HOW TO COMPLETE THIS TASK: Could you state how many lines of the material hold "fetched"? Include nothing beyond the number.

SOURCE DATA:
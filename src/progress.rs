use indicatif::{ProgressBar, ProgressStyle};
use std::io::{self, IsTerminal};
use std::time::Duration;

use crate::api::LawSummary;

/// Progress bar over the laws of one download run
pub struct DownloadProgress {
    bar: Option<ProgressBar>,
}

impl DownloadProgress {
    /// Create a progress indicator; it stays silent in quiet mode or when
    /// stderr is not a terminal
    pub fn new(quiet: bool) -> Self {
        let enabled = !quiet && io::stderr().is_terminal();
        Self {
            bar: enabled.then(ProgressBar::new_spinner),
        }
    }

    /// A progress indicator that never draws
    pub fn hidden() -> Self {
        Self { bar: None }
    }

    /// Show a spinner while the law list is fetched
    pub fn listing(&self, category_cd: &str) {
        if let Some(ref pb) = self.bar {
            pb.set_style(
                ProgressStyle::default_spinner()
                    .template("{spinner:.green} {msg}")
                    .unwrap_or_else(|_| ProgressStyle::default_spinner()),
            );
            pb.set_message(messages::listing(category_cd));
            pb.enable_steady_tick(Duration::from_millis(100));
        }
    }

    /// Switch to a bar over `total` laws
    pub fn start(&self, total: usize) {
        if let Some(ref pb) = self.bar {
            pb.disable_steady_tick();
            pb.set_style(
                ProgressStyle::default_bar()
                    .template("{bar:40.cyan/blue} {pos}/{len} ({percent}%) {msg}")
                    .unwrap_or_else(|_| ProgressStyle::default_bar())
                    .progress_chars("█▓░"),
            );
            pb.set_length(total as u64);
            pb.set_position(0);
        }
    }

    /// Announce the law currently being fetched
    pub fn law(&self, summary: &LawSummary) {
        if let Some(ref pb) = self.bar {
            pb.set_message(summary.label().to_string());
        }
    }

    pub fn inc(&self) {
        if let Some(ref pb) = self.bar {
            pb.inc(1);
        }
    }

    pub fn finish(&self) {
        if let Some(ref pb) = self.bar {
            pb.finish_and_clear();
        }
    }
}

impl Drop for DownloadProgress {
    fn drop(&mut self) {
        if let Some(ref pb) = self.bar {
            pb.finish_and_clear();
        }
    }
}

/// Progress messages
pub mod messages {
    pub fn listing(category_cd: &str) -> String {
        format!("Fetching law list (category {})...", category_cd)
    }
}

COMPLETED EXERCISE: 2